**INPUT MATERIAL:**
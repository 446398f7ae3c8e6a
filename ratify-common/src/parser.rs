//! DIMACS and DRAT parsing

use crate::{
    formula::{Clause, Formula, Proof},
    input::Input,
    literal::{Literal, Variable},
    output::Timer,
};
use flate2::read::GzDecoder;
use std::{
    fs::File,
    io::{BufReader, BufWriter, Read, Result},
};

/// File extension of Gzip archives.
const GZIP: &str = ".gz";

/// Parse a formula file and a proof file, reporting fatal errors with
/// their position.
pub fn parse_files(formula_filename: &str, proof_filename: &str, verbose: bool) -> (Formula, Proof) {
    let formula = {
        let mut _timer = Timer::name("parsing formula");
        _timer.disabled = !verbose;
        parse_formula(&mut read_file(formula_filename))
            .unwrap_or_else(|err| die!("failed to parse formula: {}", err))
    };
    let proof = {
        let mut _timer = Timer::name("parsing proof");
        _timer.disabled = !verbose;
        parse_proof(&mut read_file(proof_filename))
            .unwrap_or_else(|err| die!("failed to parse proof: {}", err))
    };
    (formula, proof)
}

/// Return an [Input](struct.Input.html) to read from a possibly compressed file.
///
/// Gzip-compressed files are transparently uncompressed.
pub fn read_file(filename: &str) -> Input<'static> {
    let file = open_file(filename);
    if filename.ends_with(GZIP) {
        Input::new(Box::new(GzDecoder::new(file).bytes().map(panic_on_error)))
    } else {
        Input::new(Box::new(BufReader::new(file).bytes().map(panic_on_error)))
    }
}

/// Open a file for reading.
/// # Panics
/// Panics on error.
pub fn open_file(filename: &str) -> File {
    File::open(filename).unwrap_or_else(|err| die!("cannot open file: {}", err))
}

/// Open a file for writing.
/// # Panics
/// Panics on error.
pub fn open_file_for_writing(filename: &str) -> BufWriter<File> {
    BufWriter::new(
        File::create(filename).unwrap_or_else(|err| die!("cannot open file for writing: {}", err)),
    )
}

/// Unwraps a result, panicking on error.
fn panic_on_error<T>(result: Result<T>) -> T {
    result.unwrap_or_else(|error| die!("{}", error))
}

/// Parse a DIMACS formula.
pub fn parse_formula(input: &mut Input) -> Result<Formula> {
    let (maxvar, _clause_count) = parse_formula_header(input)?;
    let mut formula = Formula::new();
    formula.ensure_maxvar(Variable::new(maxvar as u32));
    loop {
        input.skip_any_whitespace();
        match input.peek() {
            None => return Ok(formula),
            Some(b'c') => parse_comment(input)?,
            Some(_) => formula.add(parse_clause(input)?),
        }
    }
}

/// Parse a DRAT proof in text format.
///
/// Deletion steps are parsed but dropped since the verifier has no
/// deletion support; the first one triggers a warning. No terminating
/// empty clause is added: a proof that does not claim a conflict is
/// incomplete and will not verify.
pub fn parse_proof(input: &mut Input) -> Result<Proof> {
    let mut proof = Proof::new();
    let mut deletions_warned = false;
    loop {
        input.skip_any_whitespace();
        match input.peek() {
            None => return Ok(proof),
            Some(b'c') => parse_comment(input)?,
            Some(b'd') => {
                input.next();
                input.skip_some_whitespace()?;
                let clause = parse_clause(input)?;
                if !deletions_warned {
                    warn!("deletion steps are not supported, ignoring \"d {}\"", clause);
                    deletions_warned = true;
                }
            }
            Some(c) if Input::is_digit_or_dash(c) => proof.push(parse_clause(input)?),
            Some(_) => return Err(input.error(Input::DRAT)),
        }
    }
}

/// Parse a DIMACS header, returning the declared variable and clause counts.
fn parse_formula_header(input: &mut Input) -> Result<(i32, i32)> {
    input.skip_any_whitespace();
    while input.peek() == Some(b'c') {
        parse_comment(input)?;
        input.skip_any_whitespace();
    }
    for &expected in b"p cnf" {
        if input.peek().map_or(true, |c| c != expected) {
            return Err(input.error(Input::P_CNF));
        }
        input.next();
    }
    input.skip_some_whitespace()?;
    let maxvar = input.parse_decimal()?;
    input.skip_some_whitespace()?;
    let clause_count = input.parse_decimal()?;
    if maxvar < 0 || clause_count < 0 {
        return Err(input.error(Input::P_CNF));
    }
    Ok((maxvar, clause_count))
}

/// Parse a DIMACS comment starting with "c ".
///
/// Consumes a leading "c" and any characters until (including) the next newline.
fn parse_comment(input: &mut Input) -> Result<()> {
    match input.peek() {
        Some(b'c') => {
            input.next();
            while let Some(c) = input.next() {
                if c == b'\n' {
                    return Ok(());
                }
            }
            Err(input.error(Input::NEWLINE))
        }
        _ => Err(input.error(Input::NEWLINE)),
    }
}

/// Parse literals up to (excluding) the terminating zero.
fn parse_clause(input: &mut Input) -> Result<Clause> {
    let mut clause = Clause::empty();
    loop {
        let literal = parse_literal(input)?;
        if literal.is_zero() {
            return Ok(clause);
        }
        clause.push(literal);
    }
}

/// Parse a single literal preceded by optional whitespace.
fn parse_literal(input: &mut Input) -> Result<Literal> {
    input.skip_any_whitespace();
    match input.peek() {
        None => Err(input.error(Input::EOF)),
        Some(c) if Input::is_digit_or_dash(c) => Ok(Literal::new(input.parse_decimal()?)),
        Some(_) => Err(input.error(Input::NUMBER)),
    }
}

#[cfg(test)]
mod tests {
    use super::*;

    fn input_from(text: &str) -> Input {
        Input::new(Box::new(text.as_bytes().iter().cloned()))
    }

    #[test]
    fn parses_a_formula_with_comments() {
        let formula = parse_formula(&mut input_from(
            "c comment\np cnf 2 2\n1 2 0\nc comment\n-1 -2 0\n",
        ))
        .unwrap();
        assert_eq!(formula, formula![[1, 2], [-1, -2]]);
        assert_eq!(formula.maxvar(), Variable::new(2));
    }

    #[test]
    fn header_maxvar_wins_over_literals() {
        let formula = parse_formula(&mut input_from("p cnf 5 1\n1 0\n")).unwrap();
        assert_eq!(formula.maxvar(), Variable::new(5));
    }

    #[test]
    fn rejects_a_missing_header() {
        assert!(parse_formula(&mut input_from("1 2 0\n")).is_err());
    }

    #[test]
    fn rejects_an_unterminated_clause() {
        assert!(parse_formula(&mut input_from("p cnf 2 1\n1 2\n")).is_err());
    }

    #[test]
    fn parses_a_proof_and_skips_deletions() {
        let proof = parse_proof(&mut input_from("-1 0\nd 1 2 0\n2 0\n0\n")).unwrap();
        assert_eq!(proof, proof![[-1], [2], []]);
    }

    #[test]
    fn an_empty_file_is_an_empty_proof() {
        assert!(parse_proof(&mut input_from("")).unwrap().is_empty());
    }

    #[test]
    fn rejects_garbage_in_a_proof() {
        assert!(parse_proof(&mut input_from("x 1 0\n")).is_err());
    }

    #[test]
    fn reports_the_error_position() {
        let error = parse_formula(&mut input_from("p cnf 2 1\n1 y 0\n")).unwrap_err();
        assert!(error.to_string().contains("line 2"));
    }
}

**WORK TASK:**
Every line with "next" in it should be copied from the entries.

**WORKED SOLUTION:**
                input.next();
        input.next();
/// Consumes a leading "c" and any characters until (including) the next newline.
            input.next();
            while let Some(c) = input.next() {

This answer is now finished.